Separação dos poderes
A presidente do STF fez um discurso sobre a separação dos poderes e disse que não caberia ao Legislativo interferir em decisões judiciais. Porém, ela excepcionou a questão do mandato parlamentar. “Considero que o julgador, seja o STF ou órgão competente, poderá adotar (as medidas cautelares), mas no ponto específico (afastamento do mandato), como é algo entregue pelo eleitor, deverá encaminhar ao órgão competente para que se tenha a possibilidade de seguimento ou manutenção”, disse.
Antes, a ministra disse que as sanções penais são cabíveis a todos e que não há intocáveis na República. “Prerrogativa não é privilégio”, disse. Ela também afirmou que das decisões judiciais cabem recursos, mas não desacatos, para que não haja espaço para a impunidade.
Aécio Neves foi afastado do mandato e impedido de sair de casa à noite no âmbito da Operação Lava-Jato.
A decisão dos ministros do Supremo Tribunal Federal empatou por duas vezes.
Competência
Celso de Melo votou pela possibilidade de o Supremo Tribunal Federal afastar os parlamentares do mandato, sem a necessidade de o Congresso Nacional se posicionar. Segundo ele, cabe às casas legislativas relaxar as prisões em flagrante. “Estender essa competência e permitir a revisão por parte Legislativo das decisões jurisdicionais sobre medidas cautelares significa ampliar para além dos limites (esse poder)”. De acordo com ele, as decisões do Judiciário não estão sujeitas a revisão ou ratificação e sumetê-las a outros poderes seria uma degradação.
Antes de votar, Melo disse ter notícias de que o Congresso poderia descumprir a decisão do STF e fez um alerta. Segundo ele, o Supremo tem legitimidade para decidir sobre eventuais excessos e “no estado democrático de direito não há espaço para descumprimento de decisões judiciais”. O magistrado disse que não se pode minimizar o papel do Supremo Tribunal Federal.

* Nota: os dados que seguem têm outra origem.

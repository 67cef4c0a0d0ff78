/*
 * SPDX-License-Identifier: Apache-2.0
 * Copyright 2023-2025 ByteDance and/or its affiliates.
 */

use chrono::{DateTime, Utc};

use crate::error::FtpEntryParseError;

mod entry_type;
pub use entry_type::FtpEntryType;

pub(crate) mod time_val;

mod facts;
pub use facts::parse_facts_line;

mod dos;
mod unix;

/// One remote file system object, as found in a directory listing.
#[derive(Debug, Clone, PartialEq, Eq)]
pub struct FtpEntry {
    pub name: String,
    pub entry_type: FtpEntryType,
    pub size: u64,
    /// None if the server did not send a parsable time
    pub mtime: Option<DateTime<Utc>>,
    /// the link target, if known
    pub target: Option<String>,
}

impl FtpEntry {
    pub(crate) fn new(name: &str, entry_type: FtpEntryType) -> Self {
        FtpEntry {
            name: name.to_string(),
            entry_type,
            size: 0,
            mtime: None,
            target: None,
        }
    }

    #[inline]
    pub fn is_dir(&self) -> bool {
        self.entry_type == FtpEntryType::Folder
    }

    pub(crate) fn is_dot(&self) -> bool {
        self.name == "." || self.name == ".."
    }
}

/// Parse one line of a LIST reply, in unix `ls -l` or DOS format.
pub fn parse_list_line(line: &str) -> Result<FtpEntry, FtpEntryParseError> {
    parse_list_line_at(line, Utc::now())
}

/// The same as [`parse_list_line`], with `now` used to infer missing years.
pub(crate) fn parse_list_line_at(
    line: &str,
    now: DateTime<Utc>,
) -> Result<FtpEntry, FtpEntryParseError> {
    let line = line.trim_end_matches(['\r', '\n']);
    let fields = split_fields(line);
    let Some((_, first)) = fields.first() else {
        return Err(FtpEntryParseError::EmptyLine);
    };

    if first.as_bytes()[0].is_ascii_digit() {
        dos::parse_line(line, &fields)
    } else {
        unix::parse_line(line, &fields, now)
    }
}

/// Split the line at ascii whitespaces, keeping the start offset of each field.
fn split_fields(line: &str) -> Vec<(usize, &str)> {
    let mut fields = Vec::with_capacity(10);
    let mut start: Option<usize> = None;
    for (i, c) in line.char_indices() {
        if c.is_ascii_whitespace() {
            if let Some(s) = start.take() {
                fields.push((s, &line[s..i]));
            }
        } else if start.is_none() {
            start = Some(i);
        }
    }
    if let Some(s) = start {
        fields.push((s, &line[s..]));
    }
    fields
}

Quando o julgamento estava em quatro a quatro, o ministro Marco Aurélio Melo desempatou. Para ele, as medidas cautelares não podem ser impostas aos parlamentares sem que o Legislativo decida sobre isso.
Críticas a Janot
Para justificar seu posicionamento, o ministro Gilmar Mendes fez várias críticas ao ex-procurador-geral da República Rodrigo Janot e à delação da JBS, que culminou com a decisão da 1ª Turma do STF pelo afastamento do senador Aécio Neves (PSDB) do mandato. Ele votou pela impossibilidade de o STF suspender o mandato parlamentar como medida cautelar.

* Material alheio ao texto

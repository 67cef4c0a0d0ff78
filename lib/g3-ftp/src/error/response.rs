/*
 * SPDX-License-Identifier: Apache-2.0
 * Copyright 2023-2025 ByteDance and/or its affiliates.
 */

use std::io;

use thiserror::Error;

#[derive(Debug, Error)]
pub enum FtpRawResponseError {
    #[error("read failed: {0}")]
    ReadFailed(io::Error),
    #[error("connection closed")]
    ConnectionClosed,
    #[error("line too long")]
    LineTooLong,
    #[error("invalid line format")]
    InvalidLineFormat,
    #[error("invalid reply code {0}")]
    InvalidReplyCode(u16),
    #[error("line is not utf8")]
    LineIsNotUtf8,
    #[error("too many lines")]
    TooManyLines,
    #[error("read response for stage '{0}' timed out")]
    ReadResponseTimedOut(&'static str),
}

impl FtpRawResponseError {
    /// the control connection is no longer usable after these errors
    pub fn is_fatal(&self) -> bool {
        !matches!(self, FtpRawResponseError::ReadResponseTimedOut(_))
    }
}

Toffoli votou pela possibilidade do afastamento de parlamentares do cargo somente em situações excepcionais.
Na mesma linha, Ricardo Lewandowski disse que a medida de afastamento deve ser submetida e aprovada pela maior parte dos integrantes a casa legislativa respectiva, que fará uma avaliação política. Para o ministro, as medidas cautelares devem ser permitidas em casos excepcionais, mas podem ser revistas pelo Legislativo.

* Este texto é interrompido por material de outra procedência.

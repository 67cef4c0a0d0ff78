/*
 * SPDX-License-Identifier: Apache-2.0
 * Copyright 2023-2025 ByteDance and/or its affiliates.
 */

use clap::{Arg, ArgMatches, Command};
use tokio::io::{AsyncRead, AsyncWrite};

use g3_ftp::{FtpClient, FtpConnectionProvider};

pub(super) const COMMAND: &str = "stat";

const COMMAND_ARG_PATH: &str = "path";

pub(super) fn command() -> Command {
    Command::new(COMMAND).about("Fetch file stats").arg(
        Arg::new(COMMAND_ARG_PATH)
            .value_name("PATH")
            .num_args(1)
            .required(true),
    )
}

pub(super) async fn run<CP, S>(client: &mut FtpClient<CP, S>, args: &ArgMatches) -> anyhow::Result<()>
where
    CP: FtpConnectionProvider<S>,
    S: AsyncRead + AsyncWrite + Unpin,
{
    let path = args
        .get_one::<String>(COMMAND_ARG_PATH)
        .map(|s| s.as_str())
        .unwrap_or_default();

    if client.features().support_mlst() {
        let entry = client.get_entry(path).await?;
        println!("Path: {path}");
        println!("Type: {}", entry.entry_type);
        println!("Size: {}", entry.size);
        if let Some(dt) = entry.mtime {
            println!("Modify Time: {dt}");
        }
        if let Some(target) = entry.target {
            println!("Link Target: {target}");
        }
    } else {
        let size = client.file_size(path).await?;
        println!("Path: {path}");
        println!("Size: {size}");
        if client.features().support_mdtm() {
            let dt = client.mod_time(path).await?;
            println!("Modify Time: {dt}");
        }
    }

    Ok(())
}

Segundo a votar, o ministro Alexandre de Moraes afirmou que algumas restrições são “idênticas a prisões cautelares”, e portanto não podem ser aplicadas pelo Judiciário sem ouvir o Legislativo.
Peixe pequeno
Os ministros Edson Fachin – relator da ação –, Luiz Fux, Luis Roberto Barroso e Rosa Weber tiveram o entendimento de que o Judiciário pode decidir pelo afastamento de parlamentares sem ouvir o Legislativo.
Rosa Weber alegou que a imunidade parlamentar visa proteger o mandato, e não o indivíduo. Segundo ela, submeter atos próprios do Judiciário a outro poder comprometeria o equilíbrio da harmonia entre os poderes.
Luis Roberto Barroso disse que retirar as sanções impostas ao senador Aécio Neves (PSDB) seria como reforçar a tese de que o STF só prende “peixe pequeno”.
Para ele, ao determinar o recolhimento domiciliar à noite, o STF apenas impede que o senador frequente “baladas e restaurantes”. “A pessoa não deve levar a vida como se nada tivesse ocorrido”, afirmou.